Add `M2M100TokenizerFast` (+ convert_slow_tokenizer implementation) #25478

xenova · 2023-08-13T03:21:43Z

What does this PR do?

Adds fast tokenizer support for M2M100Tokenizer. I also added a convert_slow_tokenizer config to support generating a tokenizer.json file. For example, the generated tokenizer files for facebook/m2m100_418M can be found here.

The fast tokenizer format is needed for transformers.js (see issue and PR). This may or may not be super relevant (considering the models are quite old), but there was a feature request in transformers.js, and I needed to write this code to get it working - so I thought I might as well share here.

I have ran the tokenizer on a variety of test cases, and it passes each one. Additionally, it fixes a bug/inconsistency with the slow tokenizer (actually found in all sentencepiece tokenizers), where whitespace after special tokens is removed.

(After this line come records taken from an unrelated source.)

/*!
The step engine.

A [`SharedRunContext`] holds everything one protocol run needs: the [`CryptoContext`], the
[`ProtocolDescriptor`], the central authority, the published [`Directory`] and the state of every
other actor. A driver sequences the run by calling [`handle_incoming()`](SharedRunContext::handle_incoming)
once per message with the [`Step`] to execute and the bytes produced by the previous step. Each
step decodes its input, touches only the actors it names, and returns the encoded output message
or an [`Error`] that aborts the run.

A full run of every variant looks like this; each arrow is one step, and its output is the next
step's input.

```text
Register(Issuer) -> IssueCredential -> AcceptCredential(Issuer)
Register(CentralVerifier) -> IssueCredential -> AcceptCredential(CentralVerifier)
EnrollVerifier(V) -> AcceptEnrollment                        for every verifier V
Register(User) -> IssueCredential -> AcceptCredential(User)
RequestTicket -> IssueTicket -> AcceptTicket
Challenge { verifier, slot } -> Present -> Validate(verifier)    any number of times
SubmitTicket -> Trace
```

Steps that start an exchange take an empty [`acknowledgement()`](crate::wire::acknowledgement), and
steps that end one return it. A verifier challenged for another verifier's slot fetches the re-key
it needs from the authority on the spot; the explicit re-key steps run the same exchange as
messages.
*/

use crate::{
    authority::{CentralAuthority, Enrollment},
    central_verifier::CentralVerifier,
    delegation::{ReKey, ReKeyRequest},
    descriptor::ProtocolDescriptor,
    issuer::{Issuer, TicketIssued},
    ledger::ValidationOutcome,
    registration::{Certified, CredentialResponse, RegistrationRequest, Registering},
    ticket::Ticket,
    user::{HeldTicket, Presentation, TicketRequest, TicketRequested, UserProfile},
    verifier::{ValidationRequest, Verifier},
    wire::{self, label},
    CryptoContext, Directory, Error, Seed, USER_ATTRIBUTES,
};
use anonticket_crypto::params::DelegationTrapdoor;
use serde::{Deserialize, Serialize};
use std::{collections::BTreeMap, mem};

/// The parties that register with the central authority.
#[derive(Debug, Clone, Copy, PartialEq, Eq, Serialize, Deserialize)]
pub enum Party {
    /// The ticket holder.
    User,
    /// The ticket issuer.
    Issuer,
    /// The central verifier.
    CentralVerifier,
}

/// One protocol step.
#[derive(Debug, Clone, PartialEq, Eq, Serialize, Deserialize)]
pub enum Step {
    /// A party generates keys and asks for a credential.
    Register(Party),
    /// The authority issues a credential.
    IssueCredential,
    /// A party checks its credential.
    AcceptCredential(Party),
    /// The authority enrolls the named verifier.
    EnrollVerifier(String),
    /// A verifier accepts its enrollment.
    AcceptEnrollment,
    /// The user requests a ticket.
    RequestTicket,
    /// The issuer issues a ticket.
    IssueTicket,
    /// The user checks the issued ticket.
    AcceptTicket,
    /// A verifier asks for the tag of `slot`.
    Challenge {
        /// The validating verifier.
        verifier: String,
        /// The verifier whose tag is requested.
        slot: String,
    },
    /// The user presents the requested tag.
    Present,
    /// The named verifier validates the presentation.
    Validate(String),
    /// A verifier asks for a re-key for the tags of `slot`.
    RequestReKey {
        /// The verifier asking.
        verifier: String,
        /// The verifier whose tags it wants to check.
        slot: String,
    },
    /// The authority derives a re-key.
    IssueReKey,
    /// The named verifier caches a re-key.
    AcceptReKey(String),
    /// The user hands the ticket over for tracing.
    SubmitTicket,
    /// The central verifier traces the ticket.
    Trace,
}

/// Lifecycle of a registered party.
#[derive(Debug)]
enum Phase<T> {
    Idle,
    Registering(Registering),
    Ready(T),
}

impl<T> Phase<T> {
    fn start(&mut self, registering: Registering, party: Party) -> Result<(), Error> {
        match self {
            Phase::Idle => {
                *self = Phase::Registering(registering);
                Ok(())
            }
            _ => Err(Error::UnexpectedStep(format!(
                "{:?} has already registered",
                party
            ))),
        }
    }

    fn registering(&mut self, party: Party) -> Result<Registering, Error> {
        match mem::replace(self, Phase::Idle) {
            Phase::Registering(registering) => Ok(registering),
            other => {
                *self = other;
                Err(Error::UnexpectedStep(format!(
                    "{:?} has no pending registration",
                    party
                )))
            }
        }
    }

    fn ready(&mut self, party: Party) -> Result<&mut T, Error> {
        match self {
            Phase::Ready(actor) => Ok(actor),
            _ => Err(Error::UnexpectedStep(format!(
                "{:?} is not certified",
                party
            ))),
        }
    }
}

/// A certified user and its tickets.
#[derive(Debug)]
struct Wallet {
    certified: Certified,
    requested: Option<TicketRequested>,
    held: Option<HeldTicket>,
}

To make the test cases past, I just basically hardcoded a fix for it (for now at least).

Example conversion code

from transformers import convert_slow_tokenizer, AutoTokenizer
tokenizer = AutoTokenizer.from_pretrained('Xenova/m2m100_418M', use_fast=False)
fast_tokenizer=convert_slow_tokenizer.convert_slow_tokenizer(tokenizer)
fast_tokenizer.save('tokenizer.json')

Example usage code

from transformers import AutoTokenizer
tokenizer = AutoTokenizer.from_pretrained('Xenova/m2m100_418M', use_fast=False)
fast_tokenizer = AutoTokenizer.from_pretrained('Xenova/m2m100_418M', use_fast=True)
assert tokenizer('Hello world').input_ids == fast_tokenizer('Hello world').input_ids

NOTE: To get facebook/m2m100_418M working, we need to remove the "tokenizer_file": null, line from tokenizer_config.json

Fixes # (issue)

TODO

Unit tests
Other config files + docs as done with NllbTokenizerFast
Check that all special tokens are added (including </s> and similar tokens)

Before submitting

This PR fixes a typo or improves the docs (you can dismiss the other checks if that's the case).
Did you read the contributor guideline,
Pull Request section?
Was this discussed/approved via a Github issue or the forum? Please add a link
to it if that's the case.
Did you make sure to update the documentation with your changes? Here are the
documentation guidelines, and
here are tips on formatting docstrings.
Did you write any new necessary tests?

Who can review?

Anyone in the community is free to review the PR once the tests have passed. Feel free to tag
members/contributors who may be interested in your PR.

@ArthurZucker

HuggingFaceDocBuilderDev · 2023-08-13T03:44:04Z

The docs for this PR live here. All of your documentation changes will be reflected on that endpoint.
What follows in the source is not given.